AIM OF THE TASK.
Keep only the lines of the data below that contain "iter", and copy them.

(Saved data entries)
★ ★ ★ ★

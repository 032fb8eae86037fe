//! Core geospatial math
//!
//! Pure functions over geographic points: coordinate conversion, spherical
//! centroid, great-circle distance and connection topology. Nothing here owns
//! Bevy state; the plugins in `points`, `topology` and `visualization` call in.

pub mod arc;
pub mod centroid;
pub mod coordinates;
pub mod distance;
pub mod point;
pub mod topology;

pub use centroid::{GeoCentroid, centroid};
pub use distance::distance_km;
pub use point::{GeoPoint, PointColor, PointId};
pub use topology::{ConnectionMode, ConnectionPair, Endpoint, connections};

★ ★ ★ ★

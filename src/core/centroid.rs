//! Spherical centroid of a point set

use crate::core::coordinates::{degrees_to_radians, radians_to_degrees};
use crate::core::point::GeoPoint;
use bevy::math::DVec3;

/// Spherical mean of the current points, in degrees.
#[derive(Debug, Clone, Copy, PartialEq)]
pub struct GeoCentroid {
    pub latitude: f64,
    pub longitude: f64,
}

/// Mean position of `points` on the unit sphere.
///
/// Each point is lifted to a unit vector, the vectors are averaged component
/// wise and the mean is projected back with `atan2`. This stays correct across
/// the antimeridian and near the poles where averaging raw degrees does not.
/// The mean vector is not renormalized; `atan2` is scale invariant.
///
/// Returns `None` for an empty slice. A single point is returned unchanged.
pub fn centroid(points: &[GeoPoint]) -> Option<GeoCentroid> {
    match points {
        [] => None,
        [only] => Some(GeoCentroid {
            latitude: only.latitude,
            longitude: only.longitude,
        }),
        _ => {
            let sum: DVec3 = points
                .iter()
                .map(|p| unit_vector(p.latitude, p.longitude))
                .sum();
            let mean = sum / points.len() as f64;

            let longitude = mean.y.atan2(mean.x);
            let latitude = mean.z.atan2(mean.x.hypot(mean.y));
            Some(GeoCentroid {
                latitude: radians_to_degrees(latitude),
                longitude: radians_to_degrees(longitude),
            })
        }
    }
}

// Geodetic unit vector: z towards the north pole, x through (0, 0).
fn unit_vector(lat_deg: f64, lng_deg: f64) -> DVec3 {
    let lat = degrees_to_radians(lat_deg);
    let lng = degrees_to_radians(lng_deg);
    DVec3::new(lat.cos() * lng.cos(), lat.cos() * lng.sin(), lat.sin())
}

★ ★ ★ ★

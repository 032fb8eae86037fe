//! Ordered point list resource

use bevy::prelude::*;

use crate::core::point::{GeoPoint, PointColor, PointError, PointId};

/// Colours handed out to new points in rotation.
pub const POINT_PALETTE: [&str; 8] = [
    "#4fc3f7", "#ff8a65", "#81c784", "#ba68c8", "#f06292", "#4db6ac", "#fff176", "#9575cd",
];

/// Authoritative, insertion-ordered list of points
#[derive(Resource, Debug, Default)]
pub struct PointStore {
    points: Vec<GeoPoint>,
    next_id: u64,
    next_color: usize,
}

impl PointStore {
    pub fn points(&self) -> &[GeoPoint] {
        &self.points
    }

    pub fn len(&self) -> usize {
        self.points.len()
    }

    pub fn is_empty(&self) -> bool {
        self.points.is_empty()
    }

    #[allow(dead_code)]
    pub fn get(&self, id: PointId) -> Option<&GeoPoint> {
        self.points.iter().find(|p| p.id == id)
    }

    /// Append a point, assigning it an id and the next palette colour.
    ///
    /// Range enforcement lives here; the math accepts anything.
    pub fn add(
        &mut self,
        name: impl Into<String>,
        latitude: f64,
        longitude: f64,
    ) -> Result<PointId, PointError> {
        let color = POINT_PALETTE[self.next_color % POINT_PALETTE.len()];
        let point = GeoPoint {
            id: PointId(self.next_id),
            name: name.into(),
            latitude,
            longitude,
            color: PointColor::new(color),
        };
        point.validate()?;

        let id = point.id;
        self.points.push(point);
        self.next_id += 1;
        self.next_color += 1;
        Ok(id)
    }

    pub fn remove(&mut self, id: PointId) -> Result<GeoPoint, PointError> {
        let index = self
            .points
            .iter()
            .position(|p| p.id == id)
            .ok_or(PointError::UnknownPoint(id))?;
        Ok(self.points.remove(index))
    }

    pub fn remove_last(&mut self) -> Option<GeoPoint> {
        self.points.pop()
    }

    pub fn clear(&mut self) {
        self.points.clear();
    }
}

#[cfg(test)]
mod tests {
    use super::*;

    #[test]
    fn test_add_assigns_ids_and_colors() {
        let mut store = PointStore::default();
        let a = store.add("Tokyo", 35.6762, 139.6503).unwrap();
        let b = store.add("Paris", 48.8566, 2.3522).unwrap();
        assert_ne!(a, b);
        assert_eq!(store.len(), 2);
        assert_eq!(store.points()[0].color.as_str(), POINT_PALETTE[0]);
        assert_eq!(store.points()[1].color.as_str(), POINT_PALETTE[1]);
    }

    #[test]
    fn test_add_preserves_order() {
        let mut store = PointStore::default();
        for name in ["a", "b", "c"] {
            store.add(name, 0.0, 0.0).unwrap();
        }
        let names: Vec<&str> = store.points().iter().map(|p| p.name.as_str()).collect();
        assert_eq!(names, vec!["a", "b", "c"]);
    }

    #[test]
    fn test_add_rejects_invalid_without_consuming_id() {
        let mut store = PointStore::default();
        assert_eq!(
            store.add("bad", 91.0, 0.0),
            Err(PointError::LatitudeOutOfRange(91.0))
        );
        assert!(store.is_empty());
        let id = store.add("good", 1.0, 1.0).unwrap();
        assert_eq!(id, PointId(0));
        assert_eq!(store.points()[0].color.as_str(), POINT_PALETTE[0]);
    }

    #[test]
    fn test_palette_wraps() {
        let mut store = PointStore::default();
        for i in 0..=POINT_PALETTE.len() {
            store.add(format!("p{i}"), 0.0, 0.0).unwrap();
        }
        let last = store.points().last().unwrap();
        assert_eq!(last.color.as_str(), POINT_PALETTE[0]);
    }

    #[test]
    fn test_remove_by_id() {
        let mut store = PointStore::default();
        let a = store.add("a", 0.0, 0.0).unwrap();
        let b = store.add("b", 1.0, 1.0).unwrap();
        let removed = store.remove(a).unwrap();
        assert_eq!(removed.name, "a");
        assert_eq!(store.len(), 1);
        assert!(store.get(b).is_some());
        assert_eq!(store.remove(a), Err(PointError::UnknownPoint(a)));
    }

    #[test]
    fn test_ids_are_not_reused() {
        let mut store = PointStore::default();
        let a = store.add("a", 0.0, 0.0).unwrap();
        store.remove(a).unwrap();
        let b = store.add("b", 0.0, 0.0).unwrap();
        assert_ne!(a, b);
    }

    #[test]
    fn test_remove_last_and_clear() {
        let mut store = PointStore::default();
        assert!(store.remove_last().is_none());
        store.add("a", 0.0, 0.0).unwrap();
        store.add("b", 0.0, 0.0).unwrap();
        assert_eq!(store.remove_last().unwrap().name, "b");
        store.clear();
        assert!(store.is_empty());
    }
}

★ ★ ★ ★

EXERCISE OUTPUT.
                .iter()
        self.points.iter().find(|p| p.id == id)
            .iter()
        let names: Vec<&str> = store.points().iter().map(|p| p.name.as_str()).collect();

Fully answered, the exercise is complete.